You'll def taste sawdust once you get going, no rush for that hah.

Not sure I'm following your setup, might just be me... If you have a pump and gauge measuring the force required and you know you're at the right tension, I'd go with that. I don't know what the spec of a spring is actually measuring, where it starts deforming  or what... I doubt it's linear as it compresses

I'd go on the higher end of spring too, it's not like an auto shock where it will be completely uncompressed until a certain force is exceeded, you'll have spring support by the time you're at tension even if you go way over with the springs spec.

charles mann

Quote from: JoshNZ on September 21, 2020, 01:26:44 AM
You'll def taste sawdust once you get going, no rush for that hah.
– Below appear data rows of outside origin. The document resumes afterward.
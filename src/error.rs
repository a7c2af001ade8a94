//! # Error Types
//!
//! Comprehensive error handling for the manager-protocol client.
//!
//! This module defines all error variants that can occur while talking to a
//! manager interface, from low-level I/O failures to protocol violations.
//!
//! ## Error Categories
//! - **I/O Errors**: Socket read/write failures
//! - **Codec Errors**: Malformed fields, truncated blocks, oversized lines
//! - **Correlation Errors**: Missing or duplicate action identifiers
//! - **Lifecycle Errors**: Publishing on a dead client, starting twice
//!
//! All errors implement `std::error::Error` for interoperability.
//!
//! ## Example Usage
//! ```rust
//! use ami_client::error::{AmiError, Result};
//! use ami_client::Message;
//!
//! fn parse_block(bytes: &[u8]) -> Result<Message> {
//!     let msg = Message::from_bytes(bytes)?;
//!     Ok(msg)
//! }
//!
//! fn main() {
//!     match parse_block(b"Response: Success\r\n\r\n") {
//!         Ok(msg) => println!("{} field(s)", msg.len()),
//!         Err(AmiError::MalformedField { line }) => eprintln!("bad line {line}"),
//!         Err(e) => eprintln!("{e}"),
//!     }
//! }
//! ```

use std::io;
use thiserror::Error;

/// Error message constants to reduce allocations in error paths.
/// Static strings are borrowed, avoiding heap allocations for common error cases.
pub mod constants {
    /// Dispatcher-related error messages
    pub const ERR_DISPATCHER_WRITE_LOCK: &str = "Failed to acquire write lock on dispatcher";
    pub const ERR_DISPATCHER_READ_LOCK: &str = "Failed to acquire read lock on dispatcher";

    /// Correlation engine errors
    pub const ERR_ENGINE_LOCK: &str = "Failed to acquire correlation state lock";
}

/// The primary error type for all client operations
#[derive(Error, Debug)]
pub enum AmiError {
    #[error("I/O error: {0}")]
    Io(#[from] io::Error),

    #[error("Malformed field on line {line}")]
    MalformedField { line: usize },

    #[error("Unexpected end of message after {lines} line(s)")]
    IncompleteMessage { lines: usize },

    #[error("Line exceeds maximum length ({0} bytes)")]
    OversizedLine(usize),

    #[error("Client not connected")]
    NotConnected,

    #[error("Client already started")]
    AlreadyStarted,

    #[error("An action with id '{0}' is already in flight")]
    DuplicateActionId(String),

    #[error("Request carries no ActionID field")]
    MissingActionId,

    #[error("Connection closed")]
    ConnectionClosed,

    #[error("Connection reset: {0}")]
    ConnectionReset(String),

    #[error("Operation timed out")]
    Timeout,

    #[error("Configuration error: {0}")]
    ConfigError(String),

    #[error("Custom error: {0}")]
    Custom(String),
}

/// Type alias for Results using AmiError
pub type Result<T> = std::result::Result<T, AmiError>;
Not sure I'm following your setup, might just be me... If you have a pump and gauge measuring the force required and you know you're at the right tension

I'd go on the higher end of spring too, it's not like an auto shock where it will be completely uncompressed until a certain force is exceeded, you'll have spring support by the time you're at tension even if you go way over with the springs spec.
Im wanting a dynamic tensioner to help absorb any shock to the blade/wheel from debris and to help keep tension as the band warms up. For now, im just gonna run with hydraulics, but still be able to bolt on a new bracket to capture either a spring or airbag. 
Temple, Tx
Fire Fighting and Heavy Lift Helicopter Mech
Helicopter and Fixed Wing Pilot

scsmith42

How about a plate with a few die springs?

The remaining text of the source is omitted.